I like Dig It All’s idea of using the power of search engines: if you are happy for your community to work in the open, you can immediately leverage Google into your information tracking process, including searches of Word and PDF documents.
This brings me to my issues with the StressFree’s model:
- Where do they fit the uploaded documents? Some will be externally authored, others with be data while yet others will be published papers formally reporting the results of some aspect of the community’s work. All vital ingredients in the knowledge soup, but needing careful management.
- A similar question arises with external links – eg the case studies at epractice.eu would be relevant in my field of work.
- Finally, some form of FAQ, glossary or question tracking system is also needed.
I am pretty sure that Drupal has solutions to all these (though there is an acknowledged lack of support for document management), but it could start getting very complicated when you’re integrating this number of independent modules…
The Google option
Back to DigItAll solutions (geddit? I only just did): they have another approach too for the real cheapos: Google. They point out that a combination of:
- Google chat for discussion while editing
- Google documents, for their built in versioning and support of shared editing
- YouTube for multimedia
- Google calendar for scheduling
Could well work, for simple communities at least. This solution is subject to the usual caveats over ownership and control of the data that apply to any American controlled and hosted service.
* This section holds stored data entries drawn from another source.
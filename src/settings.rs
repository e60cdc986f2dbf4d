//! Fragment Backend Settings & Device Capabilities
//!
//! Everything the shader generator needs to know about its environment is
//! gathered in [`FragendSettings`]: what the device can do ([`DeviceCaps`]),
//! which diagnostics are enabled ([`DebugFlags`]) and how the program cache
//! is sized ([`CacheSettings`]).
//!
//! # Quick Start
//!
//! ```rust,ignore
//! use cg_pipeline::settings::{DebugFlags, DeviceCaps, FragendSettings, GlslVersion};
//!
//! // Desktop GL 3.2 core profile, debug flags from `CG_DEBUG`.
//! let settings = FragendSettings {
//!     caps: DeviceCaps::default(),
//!     debug: DebugFlags::from_env(),
//!     ..Default::default()
//! };
//!
//! // OpenGL ES 2.0 device.
//! let settings = FragendSettings {
//!     caps: DeviceCaps::gles2(),
//!     ..Default::default()
//! };
//! ```

use bitflags::bitflags;

use crate::pipeline::TextureType;

// ---------------------------------------------------------------------------
// GlslVersion
// ---------------------------------------------------------------------------

/// Shading language version targeted by generated shaders.
#[derive(Debug, Clone, Copy, PartialEq, Eq, Hash)]
pub struct GlslVersion {
    /// Version number as written in the `#version` pragma (`100`, `150`, `300`).
    pub number: u32,
    /// `true` for GLSL ES.
    pub es: bool,
}

impl Default for GlslVersion {
    #[inline]
    fn default() -> Self {
        Self::GLSL_150
    }
}

impl GlslVersion {
    pub const GLSL_120: Self = Self { number: 120, es: false };
    pub const GLSL_130: Self = Self { number: 130, es: false };
    pub const GLSL_150: Self = Self { number: 150, es: false };
    pub const GLSL_ES_100: Self = Self { number: 100, es: true };
    pub const GLSL_ES_300: Self = Self { number: 300, es: true };

    /// Parses the string reported for `GL_SHADING_LANGUAGE_VERSION`.
    ///
    /// Accepts desktop strings such as `"4.60 NVIDIA"` or `"1.30"` and ES
    /// strings such as `"OpenGL ES GLSL ES 3.00"`.
    #[must_use]
    pub fn parse(version: &str) -> Option<Self> {
        let es = version.contains("GLSL ES");
        let numeric = version
            .split_whitespace()
            .find(|word| word.starts_with(|c: char| c.is_ascii_digit()))?;

        let mut parts = numeric.split('.');
        let major: u32 = parts.next()?.parse().ok()?;
        let minor_str: String = parts
            .next()
            .unwrap_or("0")
            .chars()
            .take_while(char::is_ascii_digit)
            .collect();
        // "1.3" means 1.30, "4.60" means 4.60.
        let minor: u32 = match minor_str.len() {
            0 => 0,
            1 => minor_str.parse::<u32>().ok()? * 10,
            _ => minor_str[..2].parse().ok()?,
        };

        Some(Self {
            number: major.checked_mul(100)?.checked_add(minor)?,
            es,
        })
    }

    /// Whether the version uses `in`/`out` and the overloaded `texture()`
    /// lookup instead of `varying` and `texture2D()`.
    #[inline]
    #[must_use]
    pub fn is_modern(&self) -> bool {
        if self.es {
            self.number >= 300
        } else {
            self.number >= 130
        }
    }
}

// ---------------------------------------------------------------------------
// DeviceCaps
// ---------------------------------------------------------------------------

/// Capabilities of the device the shaders are generated for.
///
/// Detected once when the context is created; see
/// `GlShaderCompiler::detect_caps` for the GL implementation.
#[derive(Debug, Clone, Copy, PartialEq, Eq)]
pub struct DeviceCaps {
    /// Language version of generated shaders.
    pub glsl: GlslVersion,

    /// The driver performs the alpha test in fixed function, so it is left
    /// out of generated shaders.
    pub fixed_function_alpha_test: bool,

    /// Alpha-only textures are supported natively. Otherwise they are stored
    /// in the red channel and the sampled value must be swizzled.
    pub alpha_textures: bool,

    /// Two-channel textures are supported natively. Otherwise they are stored
    /// as RGBA and the sampled value must be masked.
    pub texture_rg: bool,

    /// 3D textures are available. On GLSL ES 1.00 this requires
    /// `GL_OES_texture_3D`.
    pub texture_3d: bool,

    /// Rectangle textures are available. GLSL before 1.40 needs
    /// `GL_ARB_texture_rectangle` for `sampler2DRect`.
    pub texture_rectangle: bool,
}

impl Default for DeviceCaps {
    /// Desktop GL 3.2 core profile.
    fn default() -> Self {
        Self {
            glsl: GlslVersion::GLSL_150,
            fixed_function_alpha_test: false,
            alpha_textures: false,
            texture_rg: true,
            texture_3d: true,
            texture_rectangle: true,
        }
    }
}

impl DeviceCaps {
    /// Desktop GL 2.1 compatibility profile.
    #[must_use]
    pub fn gl21() -> Self {
        Self {
            glsl: GlslVersion::GLSL_120,
            fixed_function_alpha_test: true,
            alpha_textures: true,
            texture_rg: false,
            texture_3d: true,
            texture_rectangle: true,
        }
    }

    /// OpenGL ES 2.0.
    #[must_use]
    pub fn gles2() -> Self {
        Self {
            glsl: GlslVersion::GLSL_ES_100,
            fixed_function_alpha_test: false,
            alpha_textures: true,
            texture_rg: false,
            texture_3d: false,
            texture_rectangle: false,
        }
    }

    #[inline]
    #[must_use]
    pub fn modern_glsl(&self) -> bool {
        self.glsl.is_modern()
    }

    /// Name of the texture sampling function for `ty`.
    #[must_use]
    pub fn texture_function(&self, ty: TextureType) -> String {
        if self.modern_glsl() {
            "texture".to_string()
        } else {
            format!("texture{}", ty.target_suffix())
        }
    }

    /// Storage qualifier of interpolated fragment inputs.
    #[inline]
    #[must_use]
    pub fn input_keyword(&self) -> &'static str {
        if self.modern_glsl() { "in" } else { "varying" }
    }
}

// ---------------------------------------------------------------------------
// DebugFlags
// ---------------------------------------------------------------------------

bitflags! {
    /// Diagnostics switches.
    ///
    /// Usually read from the `CG_DEBUG` environment variable, a comma
    /// separated list such as `disable-program-caches,show-source`.
    #[derive(Clone, Copy, Debug, PartialEq, Eq, Hash, Default)]
    pub struct DebugFlags: u32 {
        /// Every pipeline generates its own shader; nothing is shared.
        const DISABLE_PROGRAM_CACHES = 1 << 0;
        /// Texture lookups return opaque white.
        const DISABLE_TEXTURING      = 1 << 1;
        /// Log every generated fragment shader.
        const SHOW_SOURCE            = 1 << 2;
    }
}

impl DebugFlags {
    /// Name of the environment variable read by [`from_env`](Self::from_env).
    pub const ENV_VAR: &'static str = "CG_DEBUG";

    /// Parses a list of flag names separated by commas, colons or spaces.
    ///
    /// Unknown names are logged and ignored. `all` enables every flag.
    #[must_use]
    pub fn parse(list: &str) -> Self {
        let mut flags = Self::empty();
        for name in list
            .split([',', ':', ' '])
            .map(str::trim)
            .filter(|s| !s.is_empty())
        {
            match name.to_ascii_lowercase().replace('_', "-").as_str() {
                "disable-program-caches" => flags |= Self::DISABLE_PROGRAM_CACHES,
                "disable-texturing" => flags |= Self::DISABLE_TEXTURING,
                "show-source" => flags |= Self::SHOW_SOURCE,
                "all" => flags = Self::all(),
                _ => log::warn!("Unknown {} flag '{name}'", Self::ENV_VAR),
            }
        }
        flags
    }

    /// Reads the flags from `CG_DEBUG`; empty when the variable is unset.
    #[must_use]
    pub fn from_env() -> Self {
        std::env::var(Self::ENV_VAR)
            .map(|value| Self::parse(&value))
            .unwrap_or_default()
    }
}

// ---------------------------------------------------------------------------
// CacheSettings
// ---------------------------------------------------------------------------

/// Sizing of the program cache.
#[derive(Debug, Clone, Copy, PartialEq, Eq)]
pub struct CacheSettings {
    /// The table is never pruned below this many entries.
    pub min_size: usize,

    /// A warning is logged once the number of unique templates reaches this
    /// value; it usually means the application creates pipelines that differ
    /// in code-relevant state every frame.
    pub unique_warning_threshold: usize,

    /// Evict templates no pipeline uses any more when the table doubles past
    /// its expected size. When disabled the cache only grows.
    pub prune_unused: bool,
}

impl Default for CacheSettings {
    fn default() -> Self {
        Self {
            min_size: 16,
            unique_warning_threshold: 50,
            prune_unused: true,
        }
    }
}

// ---------------------------------------------------------------------------
// FragendSettings
// ---------------------------------------------------------------------------

/// Configuration of the fragment shader backend.
#[derive(Debug, Clone, Copy, PartialEq, Eq, Default)]
pub struct FragendSettings {
    pub caps: DeviceCaps,
    pub debug: DebugFlags,
    pub cache: CacheSettings,
}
Is WordPress another solution?
As I’m typing this, I’m thinking that almost all the functionality is present in WordPress, at least for small projects that don’t need access restrictions for individual topics. Pages maintained by individuals, using comments for suggested changes would provide 80% of the functionality of a wiki and 120% of the usablity (many people struggle with wiki notations). (And I’ve just remembered that WordPress.com now does versioning too, reducing the risk of accidentally deleting or overwriting content.)
Update 19 November: Retitled, and added links to Drupal discussions on document management.